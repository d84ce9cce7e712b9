//! Dispatch URL extraction from incoming requests.
//!
//! The dispatch URL is `scheme://host/path`. The query string is dropped so
//! patterns only ever see the address of the service, not its parameters.

use axum::http::{header, HeaderMap, Request, Uri};

/// Header carrying the original scheme when the emulator sits behind TLS
/// termination.
pub const X_FORWARDED_PROTO: &str = "x-forwarded-proto";

/// Build the dispatch URL for a request.
pub fn request_url<B>(request: &Request<B>) -> String {
    dispatch_url(request.uri(), request.headers())
}

/// Build the dispatch URL from a URI and the request headers.
pub fn dispatch_url(uri: &Uri, headers: &HeaderMap) -> String {
    let scheme = headers
        .get(X_FORWARDED_PROTO)
        .and_then(|v| v.to_str().ok())
        .map(|v| v.split(',').next().unwrap_or(v).trim().to_ascii_lowercase())
        .filter(|v| !v.is_empty())
        .or_else(|| uri.scheme_str().map(str::to_ascii_lowercase))
        .unwrap_or_else(|| "http".to_string());

    let host = headers
        .get(header::HOST)
        .and_then(|h| h.to_str().ok())
        .map(str::to_string)
        .or_else(|| uri.authority().map(|a| a.as_str().to_string()))
        .unwrap_or_default()
        .to_ascii_lowercase();

    format!("{}://{}{}", scheme, host, uri.path())
}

________________________

# Task instructions
Transcribe the entries above word for word, from the first line through the line containing "pub fn dispatch_url(uri: &Uri, headers: &HeaderMap)", and nothing else.

# Solution for this task
repository d84ce9cce7e712b9
//! Dispatch URL extraction from incoming requests.
//!
//! The dispatch URL is `scheme://host/path`. The query string is dropped so
//! patterns only ever see the address of the service, not its parameters.

use axum::http::{header, HeaderMap, Request, Uri};

/// Header carrying the original scheme when the emulator sits behind TLS
/// termination.
pub const X_FORWARDED_PROTO: &str = "x-forwarded-proto";

/// Build the dispatch URL for a request.
pub fn request_url<B>(request: &Request<B>) -> String {
    dispatch_url(request.uri(), request.headers())
}

/// Build the dispatch URL from a URI and the request headers.
pub fn dispatch_url(uri: &Uri, headers: &HeaderMap) -> String {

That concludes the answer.